Verso una ricerca più inclusiva e orientata alla salute

Le discussioni emerse durante il workshop hanno evidenziato la necessità di politiche trasformative che favoriscano una ricerca guidata dalla scienza e focalizzata sulla salute umana. Un passo importante sarà la creazione di un consensus report, basato sui risultati del workshop, che includa raccomandazioni strategiche per orientare l’implementazione del programma di finanziamento per la ricerca e l’innovazione Horizon Europe e la definizione del prossimo programma quadro Fp10.

In definitiva, il futuro della ricerca biomedica farà sempre più affidamento sulla nostra capacità di abbracciare approcci innovativi, supportati da strategie collaborative multidisciplinari, capaci di affrontare le sfide globali con strumenti scientificamente avanzati e socialmente responsabili.
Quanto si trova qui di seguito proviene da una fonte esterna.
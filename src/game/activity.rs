//! Rolling-window click counter ("active CPS").

use std::collections::VecDeque;

pub struct ActivityMeter {
    window_ms: f64,
    /// Click timestamps in milliseconds, oldest first.
    timestamps: VecDeque<f64>,
}

impl ActivityMeter {
    pub fn new(window_ms: f64) -> Self {
        Self {
            window_ms,
            timestamps: VecDeque::new(),
        }
    }

    pub fn record_event(&mut self, timestamp_ms: f64) {
        self.timestamps.push_back(timestamp_ms);
    }

    /// Drop events older than the window and return how many remain.
    pub fn current_rate(&mut self, now_ms: f64) -> u32 {
        let cutoff = now_ms - self.window_ms;
        while self.timestamps.front().is_some_and(|&ts| ts <= cutoff) {
            self.timestamps.pop_front();
        }
        self.timestamps.len() as u32
    }
}
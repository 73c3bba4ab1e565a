//! Terminal rendering: header, clickable window with effects, upgrade list, milestone
//! progress and the footer hint bar.

use std::cell::RefCell;
use std::rc::Rc;

use ratzilla::ratatui::layout::{Alignment, Constraint, Direction, Layout, Rect};
use ratzilla::ratatui::style::{Color, Modifier, Style};
use ratzilla::ratatui::text::{Line, Span};
use ratzilla::ratatui::widgets::{Block, Borders, Paragraph};
use ratzilla::ratatui::Frame;

use crate::input::{is_narrow_layout, ClickState};
use crate::widgets::{ClickableList, HintBar};

use super::actions::{BUY_UPGRADE_BASE, CLICK_WINDOW, CYCLE_LANGUAGE, CYCLE_MODE, RESET, SAVE};
use super::effects::{Particle, ParticleStyle, Tint};
use super::lang::Texts;
use super::session::UpgradeView;
use super::state::PurchaseMode;
use super::ClickerGame;

/// The clickable window, 3 rows high.
const WINDOW_ART: &[&str] = &["┌──┬──┐", "├──┼──┤", "└──┴──┘"];
const WINDOW_PRESSED_ART: &[&str] = &["╔══╦══╗", "╠══╬══╣", "╚══╩══╝"];

const SPRITE: &str = "🏄";

pub fn render(
    game: &ClickerGame,
    f: &mut Frame,
    area: Rect,
    click_state: &Rc<RefCell<ClickState>>,
) {
    let texts = game.language().texts();

    let chunks = Layout::default()
        .direction(Direction::Vertical)
        .constraints([
            Constraint::Length(4),
            Constraint::Min(8),
            Constraint::Length(1),
            Constraint::Length(3),
        ])
        .split(area);

    let body = if is_narrow_layout(area.width) {
        Layout::default()
            .direction(Direction::Vertical)
            .constraints([Constraint::Length(10), Constraint::Min(6)])
            .split(chunks[1])
    } else {
        Layout::default()
            .direction(Direction::Horizontal)
            .constraints([Constraint::Percentage(45), Constraint::Percentage(55)])
            .split(chunks[1])
    };

    render_header(game, texts, f, chunks[0]);
    render_window(game, texts, f, body[0], click_state);
    render_upgrades(game, texts, f, body[1], click_state);
    render_milestone_progress(game, texts, f, chunks[2]);
    render_footer(game, texts, f, chunks[3], click_state);
}

fn render_header(game: &ClickerGame, texts: &Texts, f: &mut Frame, area: Rect) {
    let progression = &game.session.progression;

    let mut first = vec![Span::styled(
        format!(
            " {} {}",
            format_number(progression.resource_total.floor()),
            texts.clicks
        ),
        Style::default()
            .fg(Color::Yellow)
            .add_modifier(Modifier::BOLD),
    )];
    if game.effects.save_popup > 0 {
        first.push(Span::styled(
            format!("  ✔ {}", texts.save_popup),
            Style::default().fg(Color::Green),
        ));
    }

    let second = if game.reset_armed() {
        Line::from(Span::styled(
            format!(" ⚠ {}", texts.reset_confirm),
            Style::default().fg(Color::Red).add_modifier(Modifier::BOLD),
        ))
    } else {
        Line::from(vec![
            Span::styled(
                format!(" {}: {}", texts.active_cps, game.active_cps),
                Style::default().fg(Color::Cyan),
            ),
            Span::styled(" │ ", Style::default().fg(Color::DarkGray)),
            Span::styled(
                format!(
                    "{}: {}",
                    texts.passive_cps,
                    format_number(progression.passive_rate.floor())
                ),
                Style::default().fg(Color::Green),
            ),
            Span::styled(" │ ", Style::default().fg(Color::DarkGray)),
            Span::styled(
                format!("+{}/click", format_number(progression.click_yield)),
                Style::default().fg(Color::White),
            ),
        ])
    };

    let widget = Paragraph::new(vec![Line::from(first), second]).block(
        Block::default()
            .borders(Borders::ALL)
            .border_style(Style::default().fg(Color::DarkGray))
            .title(format!(" {} ", texts.title)),
    );
    f.render_widget(widget, area);
}

fn render_window(
    game: &ClickerGame,
    texts: &Texts,
    f: &mut Frame,
    area: Rect,
    click_state: &Rc<RefCell<ClickState>>,
) {
    let effects = &game.effects;
    let pressed = effects.click_flash > 0;

    let border_color = if pressed {
        Color::White
    } else if effects.radial_pulse {
        Color::Magenta
    } else {
        Color::Cyan
    };
    let block = Block::default()
        .borders(Borders::ALL)
        .border_style(Style::default().fg(border_color))
        .title(format!(" {} ", texts.window_hint));
    let inner = block.inner(area);
    f.render_widget(block, area);

    if effects.radial_pulse {
        render_radial_pulse(effects.anim_frame, f, inner);
    }

    let art = if pressed { WINDOW_PRESSED_ART } else { WINDOW_ART };
    let art_color = if pressed { Color::White } else { Color::Cyan };
    let art_y = inner.y + inner.height.saturating_sub(art.len() as u16) / 2;
    let art_area = Rect::new(
        inner.x,
        art_y,
        inner.width,
        (art.len() as u16).min(inner.height),
    );
    let lines: Vec<Line> = art
        .iter()
        .map(|row| Line::from(Span::styled(*row, Style::default().fg(art_color))))
        .collect();
    f.render_widget(Paragraph::new(lines).alignment(Alignment::Center), art_area);

    render_sprites(game, f, inner);
    render_particles(&effects.particles, effects.anim_frame, f, inner);

    click_state
        .borrow_mut()
        .add_click_target(area, CLICK_WINDOW);
}

/// Concentric rings around the centre, shifting outward with the animation frame.
fn render_radial_pulse(anim_frame: u32, f: &mut Frame, area: Rect) {
    let cx = area.width as i32 / 2;
    let cy = area.height as i32 / 2;
    let phase = (anim_frame / 2) as i32;

    let lines: Vec<Line> = (0..area.height as i32)
        .map(|row| {
            let spans: Vec<Span> = (0..area.width as i32)
                .map(|col| {
                    // Cells are about twice as tall as wide.
                    let dist = ((col - cx).abs() / 2).max((row - cy).abs() * 2)
                        + (col - cx).abs().min((row - cy).abs());
                    let bg = match (dist - phase).rem_euclid(4) {
                        0 => Color::Magenta,
                        1 => Color::Indexed(53),
                        _ => Color::Reset,
                    };
                    Span::styled(" ", Style::default().bg(bg))
                })
                .collect();
            Line::from(spans)
        })
        .collect();
    f.render_widget(Paragraph::new(lines), area);
}

fn render_sprites(game: &ClickerGame, f: &mut Frame, area: Rect) {
    if area.width < 2 || area.height == 0 {
        return;
    }
    for sprite in &game.effects.sprites {
        let x = area.x + (sprite.x_permille as u32 * (area.width - 2) as u32 / 1000) as u16;
        let y = area.y + (sprite.y_permille as u32 * area.height as u32 / 1000) as u16;
        f.render_widget(Paragraph::new(SPRITE), Rect::new(x, y, 2, 1));
    }
}

fn tint_color(tint: Tint, anim_frame: u32, salt: i16) -> Color {
    match tint {
        Tint::Red => Color::Red,
        Tint::Gold => Color::Yellow,
        Tint::Green => Color::Green,
        Tint::Purple => Color::Magenta,
        Tint::Orange => Color::LightRed,
        Tint::Rainbow => {
            const RAINBOW: [Color; 6] = [
                Color::Red,
                Color::LightRed,
                Color::Yellow,
                Color::Green,
                Color::Blue,
                Color::Magenta,
            ];
            let idx = (anim_frame as i64 + salt as i64).rem_euclid(RAINBOW.len() as i64);
            RAINBOW[idx as usize]
        }
    }
}

/// Particles as overlays on the window panel.
fn render_particles(particles: &[Particle], anim_frame: u32, f: &mut Frame, area: Rect) {
    let center_x = (area.x + area.width / 2) as i16;
    let center_y = (area.y + area.height / 2) as i16;
    let base_y = area.y + area.height;

    for particle in particles {
        let progress = 1.0 - (particle.life as f32 / particle.max_life.max(1) as f32);
        let text_width = Line::from(particle.text.as_str()).width() as i16;

        let (x, y, color, modifier) = match particle.style {
            ParticleStyle::ClickFeedback => {
                let rise = (progress * 4.0) as u16;
                let y = base_y.saturating_sub(1 + rise) as i16;
                let x = center_x + particle.col_offset;
                let color = if particle.life > particle.max_life / 2 {
                    Color::White
                } else {
                    Color::Yellow
                };
                (x, y, color, Modifier::BOLD)
            }
            ParticleStyle::Burst(tint) => {
                let expand = (progress * 4.0) as i16;
                let dir_x = if particle.col_offset >= 0 { expand } else { -expand };
                let dir_y = if particle.row_offset >= 0 { expand / 2 } else { -expand / 2 };
                let x = center_x + particle.col_offset + dir_x;
                let y = center_y + particle.row_offset + dir_y;
                let color = if particle.life > particle.max_life / 3 {
                    tint_color(tint, anim_frame, particle.col_offset)
                } else {
                    Color::DarkGray
                };
                (x, y, color, Modifier::empty())
            }
            ParticleStyle::Banner(tint) => {
                let x = center_x - text_width / 2;
                let y = center_y + particle.row_offset - 2;
                (x, y, tint_color(tint, anim_frame, 0), Modifier::BOLD)
            }
        };

        let x = x.max(area.x as i16) as u16;
        let y = y.max(area.y as i16) as u16;
        if y >= area.y + area.height || x >= area.x + area.width {
            continue;
        }
        let available = area.x + area.width - x;
        let width = (text_width.max(1) as u16).min(available);
        let style = Style::default().fg(color).add_modifier(modifier);
        f.render_widget(
            Paragraph::new(Span::styled(particle.text.as_str(), style)),
            Rect::new(x, y, width, 1),
        );
    }
}

fn render_upgrades(
    game: &ClickerGame,
    texts: &Texts,
    f: &mut Frame,
    area: Rect,
    click_state: &Rc<RefCell<ClickState>>,
) {
    let mode = game.sticky_mode;
    let mut cl = ClickableList::new();

    for view in game.session.upgrade_views(mode) {
        let action = BUY_UPGRADE_BASE + view.kind.index() as u16;
        let (key_style, text_style) = if view.affordable {
            (
                Style::default()
                    .fg(Color::Yellow)
                    .add_modifier(Modifier::BOLD),
                Style::default().fg(Color::White),
            )
        } else {
            (
                Style::default().fg(Color::DarkGray),
                Style::default().fg(Color::DarkGray),
            )
        };

        cl.push_clickable(
            Line::from(vec![
                Span::styled(format!("[{}] ", view.kind.hotkey()), key_style),
                Span::styled(texts.upgrade_title(view.kind), text_style),
                Span::styled(
                    format!(
                        "  {}{} ({}{})",
                        texts.level_prefix,
                        view.level,
                        texts.max_buy_prefix,
                        view.max_affordable
                    ),
                    Style::default().fg(Color::Cyan),
                ),
            ]),
            action,
        );
        cl.push_clickable(
            Line::from(vec![
                Span::styled(
                    format!("    {} · ", texts.upgrade_desc(view.kind)),
                    Style::default().fg(Color::DarkGray),
                ),
                Span::styled(cost_label(&view, mode, texts), text_style),
            ]),
            action,
        );
    }

    let title = format!(" {} ({}: {}) ", texts.upgrades, texts.mode, mode.label());
    cl.register_targets(area, &mut click_state.borrow_mut(), 1, 1);
    let widget = Paragraph::new(cl.into_lines()).block(
        Block::default()
            .borders(Borders::ALL)
            .border_style(Style::default().fg(Color::Green))
            .title(title),
    );
    f.render_widget(widget, area);
}

fn cost_label(view: &UpgradeView, mode: PurchaseMode, texts: &Texts) -> String {
    match mode {
        PurchaseMode::Single => format!("{}{}", texts.cost_prefix, format_number(view.mode_cost)),
        PurchaseMode::Bulk10 => {
            format!("{}{}", texts.cost_prefix_10x, format_number(view.mode_cost))
        }
        PurchaseMode::MaxAffordable => format!(
            "{}{}x): {}",
            texts.cost_prefix_max,
            view.mode_count,
            format_number(view.mode_cost)
        ),
    }
}

fn render_milestone_progress(game: &ClickerGame, texts: &Texts, f: &mut Frame, area: Rect) {
    let milestones = &game.session.milestones;
    let dots: String = milestones
        .milestones()
        .iter()
        .map(|m| if m.is_activated() { '●' } else { '○' })
        .collect();

    let line = match milestones.next_threshold() {
        Some(threshold) => {
            let resource = game.session.progression.resource_total;
            let pct = (resource / threshold * 100.0).clamp(0.0, 100.0);
            Line::from(vec![
                Span::styled(format!(" {} ", dots), Style::default().fg(Color::Magenta)),
                Span::styled(
                    format!(
                        "{}: {} ({:.0}%)",
                        texts.next_milestone,
                        format_number(threshold),
                        pct.floor()
                    ),
                    Style::default().fg(Color::DarkGray),
                ),
            ])
        }
        None => Line::from(Span::styled(
            format!(" {} {}", dots, texts.all_milestones),
            Style::default()
                .fg(Color::Magenta)
                .add_modifier(Modifier::BOLD),
        )),
    };
    f.render_widget(Paragraph::new(line), area);
}

fn render_footer(
    game: &ClickerGame,
    texts: &Texts,
    f: &mut Frame,
    area: Rect,
    click_state: &Rc<RefCell<ClickState>>,
) {
    let hint = Style::default().fg(Color::Cyan);
    let reset_style = if game.reset_armed() {
        Style::default().fg(Color::Red).add_modifier(Modifier::BOLD)
    } else {
        Style::default().fg(Color::DarkGray)
    };

    HintBar::new(" │ ")
        .hint(
            format!("[M] {}: {}", texts.mode, game.sticky_mode.label()),
            hint,
            CYCLE_MODE,
        )
        .hint(
            format!(
                "[L] {}: {}",
                texts.language,
                game.language().code().to_uppercase()
            ),
            hint,
            CYCLE_LANGUAGE,
        )
        .hint(format!("[S] {}", texts.save), hint, SAVE)
        .hint(format!("[R] {}", texts.reset), reset_style, RESET)
        .block(
            Block::default()
                .borders(Borders::ALL)
                .border_style(Style::default().fg(Color::DarkGray)),
        )
        .render(f, area, &mut click_state.borrow_mut());
}

/// Thousands separators; one decimal when the fraction is visible.
pub fn format_number(n: f64) -> String {
    if n < 0.0 {
        return format!("-{}", format_number(-n));
    }
    let int_part = n.floor() as u64;
    let frac = n - int_part as f64;

    let digits = int_part.to_string();
    let mut grouped = String::with_capacity(digits.len() + digits.len() / 3);
    for (i, c) in digits.chars().enumerate() {
        if i > 0 && (digits.len() - i) % 3 == 0 {
            grouped.push(',');
        }
        grouped.push(c);
    }

    let tenth = (frac * 10.0).round() as u8;
    if frac > 0.05 && tenth < 10 {
        format!("{}.{}", grouped, tenth)
    } else {
        grouped
    }
}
Tuttavia, per accelerare davvero l’integrazione di metodi non animali nella ricerca biomedica e preclinica, è necessario avviare una trasformazione culturale. Serve un cambiamento di mentalità e metodologia che abbracci approcci scientifici avanzati, etici e rilevanti per l’essere umano. Questo cambiamento non riguarda solo l’adozione di nuove tecniche, ma la ridefinizione dei nostri valori, standard e quadri di riferimento per riflettere una visione orientata al futuro, scientificamente solida e incentrata sull’essere umano.

In sintesi, migliorare la traduzione e l’impatto della ricerca significa superare i colli di bottiglia tra la scienza e la sua implementazione pratica, utilizzando approcci strategici che garantiscano che i risultati della ricerca siano rilevanti, applicabili e orientati al benessere della collettività.

Questa trasformazione rappresenta un’opportunità unica per allineare l’innovazione scientifica con il progresso etico, ridefinendo i principi e gli obiettivi della ricerca in modo da massimizzarne l’impatto sulla salute pubblica e il benessere globale. È una chiamata al cambiamento che va oltre le procedure tecniche, richiedendo un ripensamento radicale delle priorità e delle aspirazioni della comunità scientifica.